R excels at data manipulation and visualization. It allows you to import, clean, and transform data easily. With packages like ggplot2, it offers highly customizable and publication-quality data visualization capabilities.

1.2 Getting Started with R

We will use a cloud version of R on https://posit.cloud/ during the class. Feel free to use the R software if you have installed it on your machine already.

Sign up for an account at the RStudio Cloud sign-up page:

Click the Sign Up button on the bottom-right to start with the free version.
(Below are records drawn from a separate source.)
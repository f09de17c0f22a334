//! Stage counters and execution records.

use chrono::{DateTime, Utc};
use serde::Serialize;

use crate::config::StageKind;
use crate::error::{EngineError, ErrorClass};

/// One failure observed while running a stage.
#[derive(Debug, Clone, PartialEq, Serialize)]
pub struct FailureRecord {
    /// 1-based position of the item in read order; `None` for a failed
    /// chunk write.
    pub item: Option<usize>,
    /// Fault class of the error.
    #[serde(skip)]
    pub class: ErrorClass,
    /// Error message.
    pub message: String,
    /// Attempts made before giving up.
    pub attempts: u32,
    /// Whether the failure was skipped (otherwise it failed the stage).
    pub skipped: bool,
}

/// Counters of one stage run.
#[derive(Debug, Clone, Default, PartialEq, Serialize)]
pub struct StageStats {
    /// Items read.
    pub read_count: usize,
    /// Records written.
    pub write_count: usize,
    /// Items skipped after terminal failures.
    pub skip_count: usize,
    /// Items the processor filtered out.
    pub filter_count: usize,
    /// Extra attempts made across items and chunk writes.
    pub retry_count: usize,
    /// Items whose key was new to the store.
    pub new_count: usize,
    /// Items whose key already existed.
    pub existing_count: usize,
    /// Chunks committed.
    pub commit_count: usize,
    /// The first failures, capped by `max_reported_failures`.
    pub failures: Vec<FailureRecord>,
}

impl StageStats {
    pub(crate) fn record_failure(&mut self, failure: FailureRecord, max_reported: usize) {
        if self.failures.len() < max_reported {
            self.failures.push(failure);
        }
    }
}

/// Terminal state of a stage run.
#[derive(Debug, Clone, Copy, PartialEq, Eq, Serialize)]
#[serde(rename_all = "SCREAMING_SNAKE_CASE")]
pub enum StageStatus {
    /// Still running.
    Running,
    /// Every item was read and handled.
    Completed,
    /// The fault policy was exhausted.
    Failed,
    /// Cancelled between chunks.
    Stopped,
}

/// Record of one stage run.
#[derive(Debug, Clone, Serialize)]
pub struct StageExecution {
    /// The stage.
    pub stage: StageKind,
    /// Outcome.
    pub status: StageStatus,
    /// Start time.
    pub started_at: DateTime<Utc>,
    /// End time.
    pub ended_at: Option<DateTime<Utc>>,
    /// Counters.
    pub stats: StageStats,
    /// The error that failed the stage.
    #[serde(skip)]
    pub error: Option<EngineError>,
}

impl StageExecution {
    pub(crate) fn start(stage: StageKind) -> Self {
        Self {
            stage,
            status: StageStatus::Running,
            started_at: Utc::now(),
            ended_at: None,
            stats: StageStats::default(),
            error: None,
        }
    }

    pub(crate) fn finish(&mut self, result: Result<(), EngineError>) {
        self.ended_at = Some(Utc::now());
        match result {
            Ok(()) => self.status = StageStatus::Completed,
            Err(EngineError::Cancelled) => self.status = StageStatus::Stopped,
            Err(e) => {
                self.status = StageStatus::Failed;
                self.error = Some(e);
            }
        }
    }

    /// Wall-clock duration, once finished.
    pub fn duration_ms(&self) -> Option<i64> {
        self.ended_at
            .map(|ended| (ended - self.started_at).num_milliseconds())
    }
}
Limitation of free version: You only have up to 25 projects on free account.

Input your email, a password, as well as your first and last name.

Once you've signed up, open R Studio Cloud for the first time and create a new project.

Now you have the R cloud Console as below...

1.3 Installing and using packages in R

Packages are the "units" of reproducible R code. People in the R Community have created packages to keep track of the R functions that they write and reuse. Packages offer a helpful combination of code, reusbale R functions, descriptive documentation, tests for checking your code, and sample data sets.

install.packages() will download the relevant source code from R and install it on your machine.

library() will make the commands in the packages you downloaded available to you in the current R session. A new session starts each time R starts and continues until that instance of R is terminated.

install.packages(“tidyverse”)

Once the process is completed, you can load the tidyverse library with the library() function. To load the core tidyverse, type library(tidyverse) and press Enter or Return.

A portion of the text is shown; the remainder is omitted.